# Exercise 5.3Z: Realization of a PN Sequence

Two PN generator realizations

The diagram shows two possible generators for generating PN sequences in unipolar representation:   $u_ν ∈ \{0, 1\}$.

• The upper generator with the coefficients
$$g_0 = 1 \hspace{0.05cm}, \hspace{0.2cm}g_1 = 0 \hspace{0.05cm}, \hspace{0.2cm}g_2 = 1 \hspace{0.05cm}, \hspace{0.2cm}g_3 = 1 \hspace{0.05cm}$$
is denoted by the octal identifier   $(g_3,\ g_2,\ g_1,\ g_0)_{\rm octal} = (15)$.
• Accordingly,  the octal identifier of the second PN generator is  $(17)$.
• One speaks of an M-sequence if for the period length of the sequence   $〈u_ν〉$  holds:
$$P = 2^G – 1.$$
Here,  $G$  denotes the degree of the shift register,  which is equal to the number of memory cells.

Notes:

### Questions

1

What is the degree  $G$  of the two PN generators considered here?

 $G \ = \$

2

Give the period length  $P$  of the PN generator with the octal identifier  $(15)$.

 $P\ = \$

3

Which of the following statements are true for each M-sequence?

 The number of  "zeros"  and  "ones"  is the same.

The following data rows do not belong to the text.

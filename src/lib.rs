// ============================================================================
// songqueue Library
// ============================================================================
//
// A concurrent song request store. Records live in an in-memory table guarded
// by a readers-writer lock; a background worker mirrors the table to a single
// JSON file through write-to-temp-then-rename, and a recovery pass reconciles
// a leftover temp file at startup and shutdown.

pub mod config;
pub mod core;
pub mod facade;
pub mod persist;
pub mod storage;

pub use config::StoreConfig;
pub use self::core::{NewRequest, Record, RequestStatus, Result, StoreError};
pub use facade::RequestStore;
pub use persist::SaveStatus;
pub use storage::{JsonFileBackend, MemoryBackend, RecoveryOutcome, SnapshotBackend};
use crate::core::{Result, StoreError};
use std::path::{Path, PathBuf};

pub const DEFAULT_DATA_PATH: &str = "data.json";

pub const ENV_DATA_PATH: &str = "SONGQUEUE_DATA";
pub const ENV_RECOVER_ON_OPEN: &str = "SONGQUEUE_RECOVER_ON_OPEN";
pub const ENV_SYNC_WRITES: &str = "SONGQUEUE_SYNC_WRITES";

/// Store configuration
#[derive(Debug, Clone, PartialEq, Eq)]
pub struct StoreConfig {
    /// Canonical snapshot file. The temp sibling lives next to it.
    pub data_path: PathBuf,

    /// Run the recovery pass before loading.
    pub recover_on_open: bool,

    /// fsync the temp file before renaming it into place.
    pub sync_writes: bool,
}

impl StoreConfig {
    pub fn new<P: AsRef<Path>>(data_path: P) -> Self {
        Self {
            data_path: data_path.as_ref().to_path_buf(),
            recover_on_open: true,
            sync_writes: true,
        }
    }

    pub fn recover_on_open(mut self, enabled: bool) -> Self {
        self.recover_on_open = enabled;
        self
    }

    pub fn sync_writes(mut self, enabled: bool) -> Self {
        self.sync_writes = enabled;
        self
    }

    pub fn from_env() -> Result<Self> {
        Self::from_lookup(|key| std::env::var(key).ok())
    }

    /// Builds a config from any key lookup; unset keys keep their defaults.
    pub fn from_lookup<F>(lookup: F) -> Result<Self>
    where
        F: Fn(&str) -> Option<String>,
    {
        let data_path = lookup(ENV_DATA_PATH)
            .filter(|raw| !raw.trim().is_empty())
            .unwrap_or_else(|| DEFAULT_DATA_PATH.to_string());

        let mut config = Self::new(data_path);
        if let Some(raw) = lookup(ENV_RECOVER_ON_OPEN) {
            config.recover_on_open = parse_flag(ENV_RECOVER_ON_OPEN, &raw)?;
        }
        if let Some(raw) = lookup(ENV_SYNC_WRITES) {
            config.sync_writes = parse_flag(ENV_SYNC_WRITES, &raw)?;
        }
        Ok(config)
    }
}

impl Default for StoreConfig {
    fn default() -> Self {
        Self::new(DEFAULT_DATA_PATH)
    }
}

fn parse_flag(key: &str, raw: &str) -> Result<bool> {
    match raw.trim().to_ascii_lowercase().as_str() {
        "1" | "true" | "yes" | "on" => Ok(true),
        "0" | "false" | "no" | "off" => Ok(false),
        _ => Err(StoreError::Config(format!(
            "{} must be a boolean (got '{}')",
            key, raw
        ))),
    }
}
mod cli;

use crate::cli::app::Cli;
use anyhow::Result;
use clap::Parser;
use tracing::error;
use tracing_subscriber::{EnvFilter, layer::SubscriberExt, util::SubscriberInitExt};

#[tokio::main]
async fn main() -> Result<()> {
    init_tracing();

    Cli::parse().run().await
}

fn init_tracing() {
    tracing_subscriber::registry()
        .with(
            EnvFilter::try_from_default_env().unwrap_or_else(|_| EnvFilter::new("songqueue=info")),
        )
        .with(tracing_subscriber::fmt::layer().with_writer(std::io::stderr))
        .init();
}

pub(crate) async fn shutdown_signal() {
    let ctrl_c = async {
        if let Err(err) = tokio::signal::ctrl_c().await {
            error!(error = %err, "unable to install Ctrl+C signal handler");
        }
    };

    #[cfg(unix)]
    let terminate = async {
        use tokio::signal::unix::{SignalKind, signal};

        match signal(SignalKind::terminate()) {
            Ok(mut signal) => {
                signal.recv().await;
            }
            Err(err) => {
                error!(error = %err, "unable to install SIGTERM handler");
                std::future::pending::<()>().await;
            }
        }
    };

    #[cfg(not(unix))]
    let terminate = std::future::pending::<()>();

    tokio::select! {
        _ = ctrl_c => {},
        _ = terminate => {},
    }
}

In each period there is one more  "ones"  than  "zeros". The maximum number of consecutive  "ones"  is  $G$. The sequence  $1 0 1 0 1 0$ ...   is not possible.

4

Specify the period length  $P$  of the PN generator with the octal identifier $(17)$.

 $P\ = \$

5

Which PN generator produces an M-sequence?

 The generator with the octal identifier  $(15)$. The generator with the octal identifier  $(17)$.

### Solution

#### Solution

(1)  The degree  $\underline{G = 3}$  is equal to the number of memory cells of the shift register.

(2)  From the given sequence the period length  $\underline{P = 7}$  can be read.  Because of  $P = 2^G –1$  it is an M-sequence.

(3)  Solutions 2, 3 and 4  are correct:

• The maximum number of consecutive  "ones"  is  $G$  (whenever there is a  "one"  in all  $G$  memory cells).
• On the other hand,  it is not possible that all memory cells are filled with zeros  (otherwise only zeros would be generated).
• Therefore,  there is always one more  "ones"  than zeros.
• The period length of the sequence  "$1 0 1 0 1 0$ ..."   is  $P = 2$.  For an M-sequence  $P = 2^G –1$.  For no value of  $G$:    $P = 2$  is possible.

(4)  If all memory cells are occupied with ones,  the generator with the octal identifier  $(17)$  returns a  $1$  again:

$$u_{\nu} \big [ u_{\nu-1} + u_{\nu-2} + u_{\nu-3} \big ] \,\,{\rm mod} \,\,2 =1 \hspace{0.05cm}.$$
• Since this does not change the memory allocation,  all further binary values generated will also be  $1$  each   ⇒   $\underline{P = 1}$.

• One speaks of an M-sequence only if  $P = 2^G –1$  holds.